Australian food company

The Natural Confectionery Co. is an Australian confectionery brand, owned by Mondelez International.

== History ==
Sunrise was founded by a young Julius Lighton and his son-in-law, Walter Eger. Initially, the two bought out Jupp & Sons, a small confectionery business in Abbotsford, Melbourne. Two years later, another of Julius Lighton's sons-in-law, Rudi Moser, joined him, and in 1949, they acquired a second small confectionery company, E. & H. Ihles, in another Melbourne suburb, Camberwell.

The official logo for Sunrise Confectioners

In 1951, these companies were merged into Sunrise. Three years later, after the phenomenal success of his confectionery companies, Sunrise purchased a larger factory in Greville Street, Prahran, Melbourne, to consolidate production.
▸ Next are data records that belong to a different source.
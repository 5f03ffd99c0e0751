//! The four-level structured logger sink.

use std::sync::Arc;

use parking_lot::Mutex;
use serde_json::Value;
use tracing::{debug, error, info, warn};

/// Severity of a structured log line.
#[derive(Debug, Clone, Copy, PartialEq, Eq, PartialOrd, Ord)]
pub enum LogLevel {
    Debug,
    Info,
    Warn,
    Error,
}

/// Structured logger the engine cores write to. Payloads handed to a
/// logger are already sanitized; implementations just forward them.
pub trait TelemetryLogger: Send + Sync {
    fn log(&self, level: LogLevel, message: &str, data: Option<&Value>);

    fn debug(&self, message: &str, data: Option<&Value>) {
        self.log(LogLevel::Debug, message, data);
    }

    fn info(&self, message: &str, data: Option<&Value>) {
        self.log(LogLevel::Info, message, data);
    }

    fn warn(&self, message: &str, data: Option<&Value>) {
        self.log(LogLevel::Warn, message, data);
    }

    fn error(&self, message: &str, data: Option<&Value>) {
        self.log(LogLevel::Error, message, data);
    }
}

/// Default logger backed by the `tracing` macros.
#[derive(Debug, Default, Clone)]
pub struct TracingLogger;

impl TelemetryLogger for TracingLogger {
    fn log(&self, level: LogLevel, message: &str, data: Option<&Value>) {
        let payload = data.map(|d| d.to_string()).unwrap_or_default();
        match level {
            LogLevel::Debug => debug!(data = %payload, "{message}"),
            LogLevel::Info => info!(data = %payload, "{message}"),
            LogLevel::Warn => warn!(data = %payload, "{message}"),
            LogLevel::Error => error!(data = %payload, "{message}"),
        }
    }
}

/// Logger that drops everything.
#[derive(Debug, Default, Clone)]
pub struct NullLogger;

impl TelemetryLogger for NullLogger {
    fn log(&self, _level: LogLevel, _message: &str, _data: Option<&Value>) {}
}

/// One captured log line.
#[derive(Debug, Clone)]
pub struct CapturedLog {
    pub level: LogLevel,
    pub message: String,
    pub data: Option<Value>,
}

/// In-memory logger for assertions in tests.
#[derive(Debug, Default)]
pub struct MemoryLogger {
    lines: Mutex<Vec<CapturedLog>>,
}

impl MemoryLogger {
    pub fn new() -> Arc<Self> {
        Arc::new(Self::default())
    }

    pub fn lines(&self) -> Vec<CapturedLog> {
        self.lines.lock().clone()
    }

    pub fn messages_at(&self, level: LogLevel) -> Vec<String> {
        self.lines
            .lock()
            .iter()
            .filter(|l| l.level == level)
            .map(|l| l.message.clone())
            .collect()
    }

    pub fn contains(&self, needle: &str) -> bool {
        self.lines.lock().iter().any(|l| l.message.contains(needle))
    }
}

impl TelemetryLogger for MemoryLogger {
    fn log(&self, level: LogLevel, message: &str, data: Option<&Value>) {
        self.lines.lock().push(CapturedLog {
            level,
            message: message.to_string(),
            data: data.cloned(),
        });
    }
}

#[cfg(test)]
mod tests {
    use super::*;

    #[test]
    fn memory_logger_captures_by_level() {
        let logger = MemoryLogger::new();
        logger.info("resolved", None);
        logger.warn("missed", Some(&serde_json::json!({"key": "k"})));
        assert_eq!(logger.messages_at(LogLevel::Warn), vec!["missed"]);
        assert!(logger.contains("resolved"));
    }
}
Over the years, Sunrise Confectioners produced a multitude of confectionery including chocolate bullets, barley sugar, toasted marshmallows, hundreds & thousands, aniseed rings and more.
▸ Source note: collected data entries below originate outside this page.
impl DomBackend for SimDom {
    fn document_root(&self) -> Option<NodeHandle> {
        Some(NodeHandle(self.state.read().root))
    }

    fn scrolling_element(&self) -> Option<NodeHandle> {
        Some(NodeHandle(self.state.read().root))
    }

    fn viewport(&self) -> Rect {
        self.state.read().viewport
    }

    fn document_url(&self) -> Option<String> {
        Some(self.state.read().url.clone())
    }

    fn query_css(
        &self,
        root: Option<&NodeHandle>,
        selector: &str,
    ) -> Result<Vec<NodeHandle>, DomError> {
        let parsed = css::parse(selector).map_err(DomError::SelectorSyntax)?;
        let state = self.state.read();
        let scope = root.map(|r| r.0).unwrap_or(state.root);
        let mut out = Vec::new();
        for id in state.descendants(scope) {
            if css::matches(&state, id, scope, &parsed) {
                out.push(NodeHandle(id));
            }
        }
        Ok(out)
    }

    fn query_xpath(
        &self,
        root: Option<&NodeHandle>,
        expression: &str,
    ) -> Result<Vec<NodeHandle>, DomError> {
        let parsed = xpath::parse(expression).map_err(DomError::XPathSyntax)?;
        let state = self.state.read();
        let scope = root.map(|r| r.0).unwrap_or(state.root);
        let mut out = Vec::new();
        for id in state.descendants(scope) {
            if xpath::matches(&state, id, &parsed) {
                out.push(NodeHandle(id));
            }
        }
        Ok(out)
    }

    fn elements_with_attribute(
        &self,
        root: Option<&NodeHandle>,
        attribute: &str,
    ) -> Vec<NodeHandle> {
        let state = self.state.read();
        let scope = root.map(|r| r.0).unwrap_or(state.root);
        state
            .descendants(scope)
            .into_iter()
            .filter(|id| {
                state
                    .node(*id)
                    .map(|n| n.attributes.contains_key(attribute))
                    .unwrap_or(false)
            })
            .map(NodeHandle)
            .collect()
    }

    fn element_by_id(&self, id: &str) -> Option<NodeHandle> {
        let state = self.state.read();
        let root = state.root;
        state
            .document_order(root)
            .into_iter()
            .find(|node_id| {
                state
                    .node(*node_id)
                    .map(|n| n.connected && n.attributes.get("id").map(String::as_str) == Some(id))
                    .unwrap_or(false)
            })
            .map(NodeHandle)
    }

    fn parent(&self, node: &NodeHandle) -> Option<NodeHandle> {
        self.state.read().flat_parent(node.0).map(NodeHandle)
    }

    fn children(&self, node: &NodeHandle) -> Vec<NodeHandle> {
        self.state
            .read()
            .node(node.0)
            .map(|n| n.children.iter().copied().map(NodeHandle).collect())
            .unwrap_or_default()
    }

    fn contains(&self, ancestor: &NodeHandle, node: &NodeHandle) -> bool {
        if ancestor == node {
            return true;
        }
        self.state.read().ancestors(node.0).contains(&ancestor.0)
    }

    fn is_connected(&self, node: &NodeHandle) -> bool {
        self.state
            .read()
            .node(node.0)
            .map(|n| n.connected)
            .unwrap_or(false)
    }

    fn tag_name(&self, node: &NodeHandle) -> Option<String> {
        self.state.read().node(node.0).map(|n| n.tag.clone())
    }

    fn attribute(&self, node: &NodeHandle, name: &str) -> Option<String> {
        self.state
            .read()
            .node(node.0)
            .and_then(|n| n.attributes.get(name).cloned())
    }

    fn text_content(&self, node: &NodeHandle) -> Option<String> {
        let state = self.state.read();
        state.node(node.0)?;
        Some(state.text_of(node.0))
    }

    fn inner_html(&self, node: &NodeHandle) -> Option<String> {
        let state = self.state.read();
        let data = state.node(node.0)?;
        let mut out = String::new();
        if let Some(text) = &data.own_text {
            out.push_str(text);
        }
        for child in &data.children {
            if let Some(child_data) = state.node(*child) {
                out.push_str(&format!("<{}>", child_data.tag));
                out.push_str(&state.text_of(*child));
                out.push_str(&format!("</{}>", child_data.tag));
            }
        }
        Some(out)
    }

    fn value(&self, node: &NodeHandle) -> Option<String> {
        self.state.read().node(node.0).and_then(|n| n.value.clone())
    }

    fn labels(&self, node: &NodeHandle) -> Vec<NodeHandle> {
        let state = self.state.read();
        let Some(data) = state.node(node.0) else {
            return Vec::new();
        };
        let mut out = Vec::new();
        // Wrapping <label> ancestors first.
        for ancestor in state.ancestors(node.0) {
            if state.node(ancestor).map(|n| n.tag == "label").unwrap_or(false) {
                out.push(NodeHandle(ancestor));
            }
        }
        // Then <label for="..."> references.
        if let Some(id) = data.attributes.get("id") {
            let root = state.root;
            for candidate in state.document_order(root) {
                let Some(label) = state.node(candidate) else {
                    continue;
                };
                if label.tag == "label"
                    && label.connected
                    && label.attributes.get("for") == Some(id)
                    && !out.contains(&NodeHandle(candidate))
                {
                    out.push(NodeHandle(candidate));
                }
            }
        }
        out
    }

    fn computed_style(&self, node: &NodeHandle) -> Option<ComputedStyle> {
        self.state.read().node(node.0).map(|n| n.style.clone())
    }

    fn bounding_rect(&self, node: &NodeHandle) -> Option<Rect> {
        self.state.read().viewport_rect(node.0)
    }

    fn scroll_state(&self, node: &NodeHandle) -> Option<ScrollState> {
        let state = self.state.read();
        let data = state.node(node.0)?;
        let scroll = data.scroll.as_ref()?;
        let (client_width, client_height) = if node.0 == state.root {
            (state.viewport.width, state.viewport.height)
        } else {
            (data.rect.width, data.rect.height)
        };
        Some(ScrollState {
            scroll_top: scroll.top,
            scroll_left: scroll.left,
            scroll_width: scroll.content_width,
            scroll_height: scroll.content_height,
            client_width,
            client_height,
        })
    }

    fn select_options(&self, node: &NodeHandle) -> Vec<SelectOptionInfo> {
        let state = self.state.read();
        let Some(data) = state.node(node.0) else {
            return Vec::new();
        };
        data.children
            .iter()
            .filter_map(|child| state.node(*child).map(|n| (*child, n)))
            .filter(|(_, n)| n.tag == "option")
            .enumerate()
            .map(|(index, (id, n))| SelectOptionInfo {
                index,
                value: n
                    .attributes
                    .get("value")
                    .cloned()
                    .unwrap_or_else(|| state.text_of(id).trim().to_string()),
                label: state.text_of(id).trim().to_string(),
                selected: n.attributes.contains_key("selected"),
            })
            .collect()
    }

    fn describe(&self, node: &NodeHandle) -> Option<NodeSummary> {
        let state = self.state.read();
        let data = state.node(node.0)?;
        Some(NodeSummary {
            tag: data.tag.clone(),
            id: data.attributes.get("id").cloned(),
            classes: data.classes(),
        })
    }

    fn set_scroll_position(
        &self,
        node: &NodeHandle,
        left: f64,
        top: f64,
    ) -> Result<(), DomError> {
        let mut state = self.state.write();
        let root = state.root;
        let viewport = state.viewport;
        let data = state
            .nodes
            .get_mut(&node.0)
            .ok_or_else(|| DomError::UnknownNode(node.to_string()))?;
        let (client_width, client_height) = if node.0 == root {
            (viewport.width, viewport.height)
        } else {
            (data.rect.width, data.rect.height)
        };
        let scroll = data
            .scroll
            .as_mut()
            .ok_or_else(|| DomError::Unsupported(format!("{} is not scrollable", node)))?;
        scroll.left = left.clamp(0.0, (scroll.content_width - client_width).max(0.0));
        scroll.top = top.clamp(0.0, (scroll.content_height - client_height).max(0.0));
        Ok(())
    }

    fn dispatch(&self, node: &NodeHandle, event: DomEvent) -> Result<(), DomError> {
        let mut state = self.state.write();
        if !state.nodes.contains_key(&node.0) {
            return Err(DomError::UnknownNode(node.to_string()));
        }
        if state.nodes.get(&node.0).map(|n| !n.connected).unwrap_or(true) {
            return Err(DomError::Detached(node.to_string()));
        }
        state.event_log.push((node.0, event));
        Ok(())
    }

    fn focus(&self, node: &NodeHandle) -> Result<(), DomError> {
        let mut state = self.state.write();
        if !state.nodes.contains_key(&node.0) {
            return Err(DomError::UnknownNode(node.to_string()));
        }
        state.focused = Some(node.0);
        state
            .event_log
            .push((node.0, DomEvent::simple(DomEventKind::Focus)));
        Ok(())
    }

    fn blur(&self, node: &NodeHandle) -> Result<(), DomError> {
        let mut state = self.state.write();
        if state.focused == Some(node.0) {
            state.focused = None;
        }
        state
            .event_log
            .push((node.0, DomEvent::simple(DomEventKind::Blur)));
        Ok(())
    }

    fn set_value(&self, node: &NodeHandle, value: &str) -> Result<(), DomError> {
        let mut state = self.state.write();
        {
            let data = state
                .nodes
                .get_mut(&node.0)
                .ok_or_else(|| DomError::UnknownNode(node.to_string()))?;
            data.value = Some(value.to_string());
        }
        state.bump(node.0);
        Ok(())
    }

    fn set_selected(&self, node: &NodeHandle, indices: &[usize]) -> Result<(), DomError> {
        let option_ids: Vec<u64> = {
            let state = self.state.read();
            let data = state
                .node(node.0)
                .ok_or_else(|| DomError::UnknownNode(node.to_string()))?;
            data.children
                .iter()
                .copied()
                .filter(|child| {
                    state.node(*child).map(|n| n.tag == "option").unwrap_or(false)
                })
                .collect()
        };
        let mut state = self.state.write();
        let mut first_value = None;
        for (index, option_id) in option_ids.iter().enumerate() {
            let selected = indices.contains(&index);
            if let Some(option) = state.nodes.get_mut(option_id) {
                if selected {
                    option.attributes.insert("selected".to_string(), String::new());
                    if first_value.is_none() {
                        first_value = option.attributes.get("value").cloned();
                    }
                } else {
                    option.attributes.remove("selected");
                }
            }
        }
        if let Some(data) = state.nodes.get_mut(&node.0) {
            data.value = first_value;
        }
        state.bump(node.0);
        Ok(())
    }

    fn mutation_count(&self, scope: Option<&NodeHandle>) -> u64 {
        let state = self.state.read();
        let id = scope.map(|s| s.0).unwrap_or(state.root);
        state.node(id).map(|n| n.mutations).unwrap_or(0)
    }
}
In the 1960s, Rudi Moser was joined by two of Walter Eger's sons, Michael and Andrew Eger. Over the next twenty years the trio strengthened the company, firmly establishing its place in the Australian market, and the overseas market, in particular England.
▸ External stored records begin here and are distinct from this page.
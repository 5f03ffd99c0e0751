//! Wait predicates: text, visibility and idle.
//!
//! Predicates are pure reads over the DOM port; they never mutate and
//! never panic upward. A malformed text pattern simply fails to match.

use regex::Regex;
use serde::{Deserialize, Serialize};
use serde_json::{json, Value};

use dgx_dom::{DomBackend, NodeHandle};
use dgx_telemetry::collapse_whitespace;

/// Text predicate configuration.
#[derive(Debug, Clone, Default, PartialEq, Serialize, Deserialize)]
#[serde(rename_all = "camelCase")]
pub struct TextPredicate {
    #[serde(default, skip_serializing_if = "Option::is_none")]
    pub text: Option<String>,
    /// Regex alternative to `text`.
    #[serde(default, skip_serializing_if = "Option::is_none")]
    pub text_pattern: Option<String>,
    #[serde(default)]
    pub exact: bool,
    #[serde(default)]
    pub case_sensitive: bool,
    #[serde(default = "default_true")]
    pub normalize_whitespace: bool,
}

fn default_true() -> bool {
    true
}

/// Text predicate verdict.
#[derive(Debug, Clone, PartialEq)]
pub struct TextVerdict {
    pub matches: bool,
    pub actual: Option<String>,
    pub expected: Option<String>,
}

impl TextPredicate {
    pub fn evaluate(&self, backend: &dyn DomBackend, node: &NodeHandle) -> TextVerdict {
        let Some(raw) = backend.text_content(node) else {
            return TextVerdict {
                matches: false,
                actual: None,
                expected: self.text.clone().or_else(|| self.text_pattern.clone()),
            };
        };
        let actual = if self.normalize_whitespace {
            collapse_whitespace(&raw)
        } else {
            raw.trim().to_string()
        };

        if let Some(pattern) = &self.text_pattern {
            let matches = Regex::new(pattern)
                .map(|re| re.is_match(&actual))
                .unwrap_or(false);
            return TextVerdict {
                matches,
                actual: Some(actual),
                expected: Some(pattern.clone()),
            };
        }

        let Some(expected) = &self.text else {
            // No configured text means bare presence of any text.
            return TextVerdict {
                matches: !actual.is_empty(),
                actual: Some(actual),
                expected: None,
            };
        };
        let expected_prepared = if self.normalize_whitespace {
            collapse_whitespace(expected)
        } else {
            expected.trim().to_string()
        };
        let (lhs, rhs) = if self.case_sensitive {
            (actual.clone(), expected_prepared.clone())
        } else {
            (actual.to_lowercase(), expected_prepared.to_lowercase())
        };
        let matches = if self.exact {
            lhs == rhs
        } else {
            lhs.contains(&rhs)
        };
        TextVerdict {
            matches,
            actual: Some(actual),
            expected: Some(expected_prepared),
        }
    }
}

/// Whether the wait targets visibility or hiddenness.
#[derive(Debug, Clone, Copy, PartialEq, Eq, Serialize, Deserialize)]
#[serde(rename_all = "lowercase")]
pub enum VisibilityTarget {
    Visible,
    Hidden,
}

/// Visibility predicate configuration.
#[derive(Debug, Clone, PartialEq, Serialize, Deserialize)]
#[serde(rename_all = "camelCase")]
pub struct VisibilityPredicate {
    pub target: VisibilityTarget,
    #[serde(default)]
    pub require_displayed: bool,
    #[serde(default)]
    pub require_in_viewport: bool,
    #[serde(default, skip_serializing_if = "Option::is_none")]
    pub min_opacity: Option<f64>,
    #[serde(default, skip_serializing_if = "Option::is_none")]
    pub min_intersection_ratio: Option<f64>,
    #[serde(default, skip_serializing_if = "Option::is_none")]
    pub min_bounding_box_area: Option<f64>,
}

impl VisibilityPredicate {
    pub fn visible() -> Self {
        Self {
            target: VisibilityTarget::Visible,
            require_displayed: false,
            require_in_viewport: false,
            min_opacity: None,
            min_intersection_ratio: None,
            min_bounding_box_area: None,
        }
    }

    pub fn hidden() -> Self {
        Self {
            target: VisibilityTarget::Hidden,
            ..Self::visible()
        }
    }
}

/// Observed visibility state at one poll.
#[derive(Debug, Clone, PartialEq, Serialize, Deserialize)]
#[serde(rename_all = "camelCase")]
pub struct VisibilitySnapshot {
    pub display: String,
    pub visibility: String,
    pub opacity: f64,
    pub bounding_box_area: f64,
    pub intersection_ratio: f64,
}

impl VisibilitySnapshot {
    pub fn to_json(&self) -> Value {
        json!({
            "computed": { "display": self.display, "visibility": self.visibility },
            "opacity": self.opacity,
            "boundingBoxArea": self.bounding_box_area,
            "intersectionRatio": self.intersection_ratio,
        })
    }
}

impl VisibilityPredicate {
    pub fn evaluate(
        &self,
        backend: &dyn DomBackend,
        node: &NodeHandle,
    ) -> (bool, VisibilitySnapshot) {
        let style = backend.computed_style(node).unwrap_or_default();
        let rect = backend.bounding_rect(node).unwrap_or_default();
        let viewport = backend.viewport();
        let snapshot = VisibilitySnapshot {
            display: style.display.clone(),
            visibility: style.visibility.clone(),
            opacity: style.opacity,
            bounding_box_area: rect.area(),
            intersection_ratio: rect.intersection_ratio(&viewport),
        };

        let mut visible = snapshot.display != "none" && snapshot.visibility != "hidden";
        if self.require_displayed {
            visible = visible && snapshot.bounding_box_area > 0.0;
        }
        if self.require_in_viewport {
            visible = visible && snapshot.intersection_ratio > 0.0;
        }
        if let Some(min) = self.min_opacity {
            visible = visible && snapshot.opacity >= min;
        } else {
            visible = visible && snapshot.opacity > 0.0;
        }
        if let Some(min) = self.min_intersection_ratio {
            visible = visible && snapshot.intersection_ratio >= min;
        }
        if let Some(min) = self.min_bounding_box_area {
            visible = visible && snapshot.bounding_box_area >= min;
        }

        let satisfied = match self.target {
            VisibilityTarget::Visible => visible,
            VisibilityTarget::Hidden => !visible,
        };
        (satisfied, snapshot)
    }
}

/// Idle (mutation-silence) gate configuration.
#[derive(Debug, Clone, PartialEq, Serialize, Deserialize)]
#[serde(rename_all = "camelCase")]
pub struct IdleConfig {
    /// Contiguous quiet interval required.
    pub idle_ms: u64,
    /// Hard cap on how long to wait for the scope to settle.
    #[serde(default, skip_serializing_if = "Option::is_none")]
    pub max_window_ms: Option<u64>,
    /// Heartbeat cadence for progress telemetry.
    #[serde(default, skip_serializing_if = "Option::is_none")]
    pub heartbeat_ms: Option<u64>,
    #[serde(default)]
    pub capture_statistics: bool,
}

/// Running mutation statistics for the idle gate.
#[derive(Debug, Clone, Default)]
pub struct IdleStatistics {
    pub total_mutations: u64,
    pub observed_polls: u32,
    pub longest_quiet_ms: u64,
}

/// Tracks mutation counts across polls and reports quiet time.
#[derive(Debug)]
pub struct IdleTracker {
    last_count: u64,
    quiet_since: tokio::time::Instant,
    pub statistics: IdleStatistics,
}

impl IdleTracker {
    pub fn new(initial_count: u64) -> Self {
        Self {
            last_count: initial_count,
            quiet_since: tokio::time::Instant::now(),
            statistics: IdleStatistics::default(),
        }
    }

    /// Feed the current mutation counter; returns how long the scope has
    /// been quiet.
    pub fn observe(&mut self, count: u64) -> std::time::Duration {
        let now = tokio::time::Instant::now();
        self.statistics.observed_polls += 1;
        if count != self.last_count {
            self.statistics.total_mutations += count.saturating_sub(self.last_count);
            self.last_count = count;
            self.quiet_since = now;
        }
        let quiet = now - self.quiet_since;
        self.statistics.longest_quiet_ms =
            self.statistics.longest_quiet_ms.max(quiet.as_millis() as u64);
        quiet
    }
}

#[cfg(test)]
mod tests {
    use super::*;
    use dgx_dom::{ElementSpec, SimDom};

    #[test]
    fn text_predicate_normalizes_and_matches_substring() {
        let dom = SimDom::new();
        let root = dom.root();
        let node = dom.append(&root, ElementSpec::new("p").text("  Order   complete! "));
        let verdict = TextPredicate {
            text: Some("order complete".into()),
            ..Default::default()
        }
        .evaluate(&dom, &node);
        assert!(verdict.matches);
        assert_eq!(verdict.actual.as_deref(), Some("Order complete!"));
    }

    #[test]
    fn text_predicate_regex() {
        let dom = SimDom::new();
        let root = dom.root();
        let node = dom.append(&root, ElementSpec::new("p").text("Order #12345 shipped"));
        let verdict = TextPredicate {
            text_pattern: Some(r"#\d{5}".into()),
            ..Default::default()
        }
        .evaluate(&dom, &node);
        assert!(verdict.matches);
        // A malformed pattern never matches.
        let broken = TextPredicate {
            text_pattern: Some("(".into()),
            ..Default::default()
        }
        .evaluate(&dom, &node);
        assert!(!broken.matches);
    }

    #[test]
    fn visibility_gates_compose() {
        let dom = SimDom::new();
        let root = dom.root();
        let node = dom.append(
            &root,
            ElementSpec::new("div").rect(10.0, 10.0, 100.0, 50.0).opacity(0.4),
        );
        let (visible, snapshot) = VisibilityPredicate::visible().evaluate(&dom, &node);
        assert!(visible);
        assert_eq!(snapshot.bounding_box_area, 5000.0);

        let strict = VisibilityPredicate {
            min_opacity: Some(0.5),
            ..VisibilityPredicate::visible()
        };
        assert!(!strict.evaluate(&dom, &node).0);

        let (hidden_check, _) = VisibilityPredicate::hidden().evaluate(&dom, &node);
        assert!(!hidden_check);
    }

    #[test]
    fn hidden_matches_display_none() {
        let dom = SimDom::new();
        let root = dom.root();
        let node = dom.append(&root, ElementSpec::new("div").display("none"));
        assert!(VisibilityPredicate::hidden().evaluate(&dom, &node).0);
        assert!(!VisibilityPredicate::visible().evaluate(&dom, &node).0);
    }

    #[tokio::test(start_paused = true)]
    async fn idle_tracker_resets_on_mutation() {
        let mut tracker = IdleTracker::new(0);
        tokio::time::advance(std::time::Duration::from_millis(100)).await;
        assert!(tracker.observe(0).as_millis() >= 100);
        // A mutation resets the quiet window.
        assert_eq!(tracker.observe(5).as_millis(), 0);
        assert_eq!(tracker.statistics.total_mutations, 5);
        tokio::time::advance(std::time::Duration::from_millis(50)).await;
        assert!(tracker.observe(5).as_millis() >= 50);
    }
}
Rudi Moser's son-in-law, Ken Klooger, joined the company in 1987.

In 1991, the jelly production was relocated to larger premises at Notting Hill, in Melbourne's south-east.

In 1992, inspired by trends in the European market, Sunrise founded The Natural Confectionery Co. as an umbrella brand for their new line of products using no artificial colours and no artificial flavours. It began as a small range named Binka's, consisting of three products aimed at a niche market, but evolved in response to considerable demand. In June 1997, the emphasis shifted from Binka's to The Natural Confectionery Co. Due to successful advertising and marketing campaigns, increased distribution and a growing range of products, sales grew dramatically.

The official logo for Binka's

By 2003, The Natural Confectionery Co. product range consisted of 18 products, including sweet, sour and soft jubes. The Natural Confectionery Company's jellies had become the most popular jelly product on Australian supermarket shelves.

In April 2003 The Natural Confectionery Company was bought out by Cadbury Schweppes group of companies. The company also diversified into beverages, with "The Natural Beverage Company" branding.

In 2008 Cadbury Schweppes introduced products under "The Natural Confectionery Company" brand in the United Kingdom and used advertisements that gave the sweets voices and often surreal catchphrases such as "Bring on the trumpets!" voiced by British actors Matt Berry and Rupert Degas.

In 2019, the Melbourne Zoo removed all the Natural Confectionery Co. and Cadbury products from its shelves as they were unable to provide the source of the palm oil used in their products. Since the production of palm oil has ruined the natural habitat of several endangered species, Melbourne Zoo is stressing on committing to sustainable palm oil production.